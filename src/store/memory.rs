//! In-memory [`Store`] implementation for tests.
//!
//! Records live in a `Vec` behind `std::sync::RwLock`, which keeps
//! insertion order for [`find_all`](Store::find_all).

use std::sync::{RwLock, RwLockReadGuard, RwLockWriteGuard};

use anyhow::{anyhow, Result};
use async_trait::async_trait;

use crate::models::ProjectRecord;

use super::Store;

pub struct InMemoryStore {
    records: RwLock<Vec<ProjectRecord>>,
}

impl InMemoryStore {
    pub fn new() -> Self {
        Self {
            records: RwLock::new(Vec::new()),
        }
    }

    fn read(&self) -> Result<RwLockReadGuard<'_, Vec<ProjectRecord>>> {
        self.records
            .read()
            .map_err(|_| anyhow!("in-memory store lock poisoned"))
    }

    fn write(&self) -> Result<RwLockWriteGuard<'_, Vec<ProjectRecord>>> {
        self.records
            .write()
            .map_err(|_| anyhow!("in-memory store lock poisoned"))
    }
}

impl Default for InMemoryStore {
    fn default() -> Self {
        Self::new()
    }
}

fn upsert(records: &mut Vec<ProjectRecord>, record: &ProjectRecord) {
    match records.iter_mut().find(|r| r.id == record.id) {
        Some(existing) => *existing = record.clone(),
        None => records.push(record.clone()),
    }
}

#[async_trait]
impl Store for InMemoryStore {
    async fn find_all(&self) -> Result<Vec<ProjectRecord>> {
        Ok(self.read()?.clone())
    }

    async fn find_by_id(&self, id: &str) -> Result<Option<ProjectRecord>> {
        Ok(self.read()?.iter().find(|r| r.id == id).cloned())
    }

    async fn save(&self, record: &ProjectRecord) -> Result<()> {
        let mut stored = self.write()?;
        upsert(&mut stored, record);
        Ok(())
    }

    async fn insert(&self, record: &ProjectRecord) -> Result<bool> {
        let mut stored = self.write()?;
        if stored.iter().any(|r| r.id == record.id) {
            return Ok(false);
        }
        stored.push(record.clone());
        Ok(true)
    }

    async fn save_all(&self, records: &[ProjectRecord]) -> Result<()> {
        let mut stored = self.write()?;
        for record in records {
            upsert(&mut stored, record);
        }
        Ok(())
    }

    async fn delete_by_id(&self, id: &str) -> Result<bool> {
        let mut stored = self.write()?;
        let before = stored.len();
        stored.retain(|r| r.id != id);
        Ok(stored.len() != before)
    }

    async fn delete_all(&self) -> Result<()> {
        let mut stored = self.write()?;
        stored.clear();
        Ok(())
    }
}
/// Reads the first worksheet of an `.xlsx` workbook.
///
/// Rows are returned in sheet order. Rows absent from the sheet XML are
/// absent from the result, so consecutive entries may skip indices.
pub fn read_first_sheet(bytes: &[u8]) -> Result<Vec<SheetRow>, SheetError> {
    let mut archive = zip::ZipArchive::new(std::io::Cursor::new(bytes))
        .map_err(|e| SheetError::Container(e.to_string()))?;

    let shared_strings = match read_optional_entry(&mut archive, "xl/sharedStrings.xml")? {
        Some(xml) => parse_shared_strings(&xml)?,
        None => Vec::new(),
    };
    let date_styles = match read_optional_entry(&mut archive, "xl/styles.xml")? {
        Some(xml) => parse_date_styles(&xml)?,
        None => Vec::new(),
    };
    let workbook = match read_optional_entry(&mut archive, "xl/workbook.xml")? {
        Some(xml) => parse_workbook(&xml)?,
        None => WorkbookInfo::default(),
    };
    let declared_sheet = match (
        &workbook.first_sheet_rel,
        read_optional_entry(&mut archive, "xl/_rels/workbook.xml.rels")?,
    ) {
        (Some(rel_id), Some(rels)) => relationship_target(&rels, rel_id)?
            .filter(|name| archive.index_for_name(name).is_some()),
        _ => None,
    };

    let sheet_name = declared_sheet
        .or_else(|| lowest_numbered_worksheet(&archive))
        .ok_or(SheetError::NoWorksheet)?;
    let sheet_xml = read_zip_entry_bounded(&mut archive, &sheet_name)?;

    let context = SheetContext {
        shared_strings: &shared_strings,
        date_styles: &date_styles,
        date_1904: workbook.date_1904,
        max_cells: MAX_CELLS,
    };
    parse_sheet_rows(&sheet_xml, &context)
}

fn read_zip_entry_bounded(archive: &mut Archive<'_>, name: &str) -> Result<Vec<u8>, SheetError> {
    let entry = archive
        .by_name(name)
        .map_err(|e| SheetError::Container(format!("{}: {}", name, e)))?;
    let mut out = Vec::new();
    entry
        .take(MAX_XML_ENTRY_BYTES)
        .read_to_end(&mut out)
        .map_err(|e| SheetError::Container(e.to_string()))?;
    if out.len() as u64 >= MAX_XML_ENTRY_BYTES {
        return Err(SheetError::Container(format!(
            "ZIP entry {} exceeds size limit ({} bytes)",
            name, MAX_XML_ENTRY_BYTES
        )));
    }
    Ok(out)
}

fn read_optional_entry(
    archive: &mut Archive<'_>,
    name: &str,
) -> Result<Option<Vec<u8>>, SheetError> {
    if archive.index_for_name(name).is_none() {
        return Ok(None);
    }
    read_zip_entry_bounded(archive, name).map(Some)
}

/// Lowest-numbered `xl/worksheets/sheetN.xml` entry, for workbooks
/// without a usable sheet list.
fn lowest_numbered_worksheet(archive: &Archive<'_>) -> Option<String> {
    archive
        .file_names()
        .filter(|n| n.starts_with("xl/worksheets/sheet") && n.ends_with(".xml"))
        .min_by_key(|name| {
            name.trim_start_matches("xl/worksheets/sheet")
                .trim_end_matches(".xml")
                .parse::<u32>()
                .unwrap_or(u32::MAX)
        })
        .map(|s| s.to_string())
}

fn attr(e: &BytesStart<'_>, key: &[u8]) -> Option<String> {
    e.attributes()
        .flatten()
        .find(|a| a.key.local_name().as_ref() == key)
        .and_then(|a| a.unescape_value().ok().map(|v| v.into_owned()))
}

fn xml_err(e: quick_xml::Error) -> SheetError {
    SheetError::Xml(e.to_string())
}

++++++++++++++++++++

* [WORK REQUIRED] Please set down, with no changes, the line that contains "fn xml_err(e: quick_xml::Error)" and all the lines after it until the entries end; write nothing besides them.

* [SOLUTION]
fn xml_err(e: quick_xml::Error) -> SheetError {
    SheetError::Xml(e.to_string())
}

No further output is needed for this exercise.